(Stored data entries)

********************

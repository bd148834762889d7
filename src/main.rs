use fact::{
    actions::build_action,
    commands::create_cli_commands,
    configuration::{ConfigPaths, Configuration},
    context::ExecutionContext,
    error::FactError,
    logging,
};
use tracing::{info, warn};

/// Main entry point for the program
#[tokio::main]
async fn main() {
    match run().await {
        Ok(()) => ::std::process::exit(exitcode::OK),
        Err(e) => {
            eprintln!("ERROR: {}", e);
            ::std::process::exit(e.exit_code().code());
        }
    }
}

async fn run() -> Result<(), FactError> {
    let paths = ConfigPaths::from_env()?;
    let path = paths.main();
    let configuration = Configuration::load_or_default(&path)?;

    logging::init(&configuration)?;
    if path.exists() {
        info!("Loaded configuration: {}", path.display());
    } else {
        info!("Missing configuration, using defaults: {}", path.display());
    }
    if configuration.ignored_static_asset_flag() {
        warn!("static_asset_id is set without an unresolved_asset_name, ignoring it");
    }

    let matches = create_cli_commands(&configuration).get_matches();
    let (name, sub_matches) = match matches.subcommand() {
        Some(subcommand) => subcommand,
        None => return Err(FactError::CommandNotFound(String::from("unknown"))),
    };

    let action = build_action(name, sub_matches)?;
    let mut context = ExecutionContext::from_environment(configuration, paths)?;
    action.run(&mut context).await
}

********************

■ Task to complete:
Word for word, write out all of the entries.

■ Your response:
repository bd148834762889d7
filename src/main.rs
use fact::{
    actions::build_action,
    commands::create_cli_commands,
    configuration::{ConfigPaths, Configuration},
    context::ExecutionContext,
    error::FactError,
    logging,
};
use tracing::{info, warn};

/// Main entry point for the program
#[tokio::main]
async fn main() {
    match run().await {
        Ok(()) => ::std::process::exit(exitcode::OK),
        Err(e) => {
            eprintln!("ERROR: {}", e);
            ::std::process::exit(e.exit_code().code());
        }
    }
}

async fn run() -> Result<(), FactError> {
    let paths = ConfigPaths::from_env()?;
    let path = paths.main();
    let configuration = Configuration::load_or_default(&path)?;

    logging::init(&configuration)?;
    if path.exists() {
        info!("Loaded configuration: {}", path.display());
    } else {
        info!("Missing configuration, using defaults: {}", path.display());
    }
    if configuration.ignored_static_asset_flag() {
        warn!("static_asset_id is set without an unresolved_asset_name, ignoring it");
    }

    let matches = create_cli_commands(&configuration).get_matches();
    let (name, sub_matches) = match matches.subcommand() {
        Some(subcommand) => subcommand,
        None => return Err(FactError::CommandNotFound(String::from("unknown"))),
    };

    let action = build_action(name, sub_matches)?;
    let mut context = ExecutionContext::from_environment(configuration, paths)?;
    action.run(&mut context).await
}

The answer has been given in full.